Testing everything in a browser/e2e provides a rather poor cost/benefit ratio,
especially as the project grows and more features and tests are added, so it
should be reserved for cases where it is really important.

I like having e2e tests that cover the very core functionality and involve
multiple parts of the stack. For example, if you have your rather typical app
with a login modal, it's probably good to have a test that clicks on the
button, makes sure that the modal is visible, and the user is redirected to
the expected page after logging in. But testing if error message is displayed
if email address is invalid? That's too much.

------
nicklaf
The article mentions screenshots. I am interested in running the browser as a
rendering tool, but ouputing not just a bitmap, but something closer to PDF.
The goal here would be to crawl a bunch of pages and spin up the CPU to run
all the needed JavaScript to render things, but to obtain an identical version
of the page that runs about as fast viewing a screenshot, but also includes
text. An offline "web OCR", if you will.

NeWS, Display PostScript, Quartz all come to mind.

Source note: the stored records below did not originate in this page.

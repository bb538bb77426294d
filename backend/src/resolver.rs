//! Decides which remote match ids belong to a tournament or scrim.

use crate::error::PipelineError;
use crate::pubg_api::MatchApi;
use crate::storage::MatchStore;

fn clean_ids(ids: &[String]) -> Vec<String> {
    let mut seen = std::collections::HashSet::new();
    ids.iter()
        .map(|id| id.trim().to_string())
        .filter(|id| !id.is_empty() && seen.insert(id.clone()))
        .collect()
}

/// Resolve the authoritative match id set for `scope`.
///
/// Custom-match mode uses the admin-configured static list. Otherwise
/// the previously linked ids are used, unless there are none or the
/// caller asked for a fresh read, in which case the remote tournament
/// lookup is consulted and overrides the cache. Every resolved id is
/// linked to the tournament before returning so later cached reads see
/// the full history.
pub async fn resolve_match_ids(
    store: &dyn MatchStore,
    api: &dyn MatchApi,
    scope: &common::AggregationScope,
    fresh: bool,
) -> Result<Vec<String>, PipelineError> {
    let match_ids = if scope.custom_match_mode {
        let cleaned = clean_ids(&scope.custom_match_ids);
        if cleaned.is_empty() {
            return Err(PipelineError::configuration(
                "Custom match needs match IDs",
            ));
        }
        cleaned
    } else {
        let mut ids = Vec::new();
        if !fresh {
            ids = store.tournament_match_ids(&scope.tournament_id).await?;
        }
        if ids.is_empty() || fresh {
            let remote_tournament_id =
                scope.remote_tournament_id.as_deref().ok_or_else(|| {
                    PipelineError::configuration("PUBG tournament ID not configured")
                })?;
            ids = api.fetch_tournament_match_ids(remote_tournament_id).await?;
        }
        clean_ids(&ids)
    };

    if match_ids.is_empty() {
        return Err(PipelineError::configuration("No match IDs available"));
    }

    store
        .link_tournament_matches(&scope.tournament_id, &match_ids)
        .await?;

    Ok(match_ids)
}

#[cfg(test)]
mod tests {
    use super::*;
    use crate::storage::{MatchStore, MemoryStore};
    use crate::testutil::FakeApi;
    use pretty_assertions::assert_eq;

    fn scope(custom: bool) -> common::AggregationScope {
        common::AggregationScope {
            tournament_id: "t1".to_string(),
            custom_match_mode: custom,
            custom_match_ids: Vec::new(),
            remote_tournament_id: None,
            allow_non_custom: false,
            credential: None,
        }
    }

    #[tokio::test]
    async fn custom_mode_uses_the_configured_list() {
        let store = MemoryStore::new();
        let api = FakeApi::default();
        let mut scope = scope(true);
        scope.custom_match_ids = vec![
            " m1 ".to_string(),
            "m2".to_string(),
            "m1".to_string(),
            "".to_string(),
        ];

        let ids = resolve_match_ids(&store, &api, &scope, false).await.unwrap();

        assert_eq!(ids, vec!["m1".to_string(), "m2".to_string()]);
        assert_eq!(api.tournament_calls(), 0);
        // Resolved ids were linked for future cached reads.
        assert_eq!(
            store.tournament_match_ids("t1").await.unwrap(),
            vec!["m1".to_string(), "m2".to_string()]
        );
    }

    #[tokio::test]
    async fn custom_mode_without_ids_is_an_error() {
        let store = MemoryStore::new();
        let api = FakeApi::default();

        let result = resolve_match_ids(&store, &api, &scope(true), false).await;

        assert!(matches!(result, Err(PipelineError::Configuration(_))));
    }

    #[tokio::test]
    async fn cached_read_skips_the_remote_lookup() {
        let store = MemoryStore::new();
        store
            .link_tournament_matches("t1", &["m1".to_string()])
            .await
            .unwrap();
        let api = FakeApi {
            tournament_ids: vec!["m2".to_string()],
            ..FakeApi::default()
        };
        let mut scope = scope(false);
        scope.remote_tournament_id = Some("remote-1".to_string());

        let ids = resolve_match_ids(&store, &api, &scope, false).await.unwrap();

        assert_eq!(ids, vec!["m1".to_string()]);
        assert_eq!(api.tournament_calls(), 0);
    }

    #[tokio::test]
    async fn fresh_read_always_asks_the_remote_service() {
        let store = MemoryStore::new();
        store
            .link_tournament_matches("t1", &["m1".to_string()])
            .await
            .unwrap();
        let api = FakeApi {
            tournament_ids: vec!["m2".to_string(), "m3".to_string()],
            ..FakeApi::default()
        };
        let mut scope = scope(false);
        scope.remote_tournament_id = Some("remote-1".to_string());

        let ids = resolve_match_ids(&store, &api, &scope, true).await.unwrap();

        assert_eq!(ids, vec!["m2".to_string(), "m3".to_string()]);
        assert_eq!(api.tournament_calls(), 1);
        // The link table now holds old and new ids.
        assert_eq!(
            store.tournament_match_ids("t1").await.unwrap(),
            vec!["m1".to_string(), "m2".to_string(), "m3".to_string()]
        );
    }

    #[tokio::test]
    async fn empty_cache_falls_through_to_the_remote_lookup() {
        let store = MemoryStore::new();
        let api = FakeApi {
            tournament_ids: vec!["m1".to_string()],
            ..FakeApi::default()
        };
        let mut scope = scope(false);
        scope.remote_tournament_id = Some("remote-1".to_string());

        let ids = resolve_match_ids(&store, &api, &scope, false).await.unwrap();

        assert_eq!(ids, vec!["m1".to_string()]);
        assert_eq!(api.tournament_calls(), 1);
    }

    #[tokio::test]
    async fn missing_remote_id_without_cache_is_an_error() {
        let store = MemoryStore::new();
        let api = FakeApi::default();

        let result = resolve_match_ids(&store, &api, &scope(false), false).await;

        assert!(matches!(result, Err(PipelineError::Configuration(_))));
        assert_eq!(api.tournament_calls(), 0);
    }

    #[tokio::test]
    async fn missing_remote_id_with_cache_still_serves_cached_reads() {
        let store = MemoryStore::new();
        store
            .link_tournament_matches("t1", &["m1".to_string()])
            .await
            .unwrap();
        let api = FakeApi::default();

        let ids = resolve_match_ids(&store, &api, &scope(false), false).await.unwrap();
        assert_eq!(ids, vec!["m1".to_string()]);

        // A fresh read demands the remote id.
        let result = resolve_match_ids(&store, &api, &scope(false), true).await;
        assert!(matches!(result, Err(PipelineError::Configuration(_))));
    }
}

I know you can save
webpages as PDF documents, but I am thinking of something that is like PDF but
closer to HTML-just more closely coupled to what is being displayed, and not
whatever arbitrary style or JavaScript abuse the developer decided on.

Even just outputing some neat, canonical HTML based on the state of the page
once everything is loaded would be helpful, so that the bitmap could later be
combined in some kind of new document format.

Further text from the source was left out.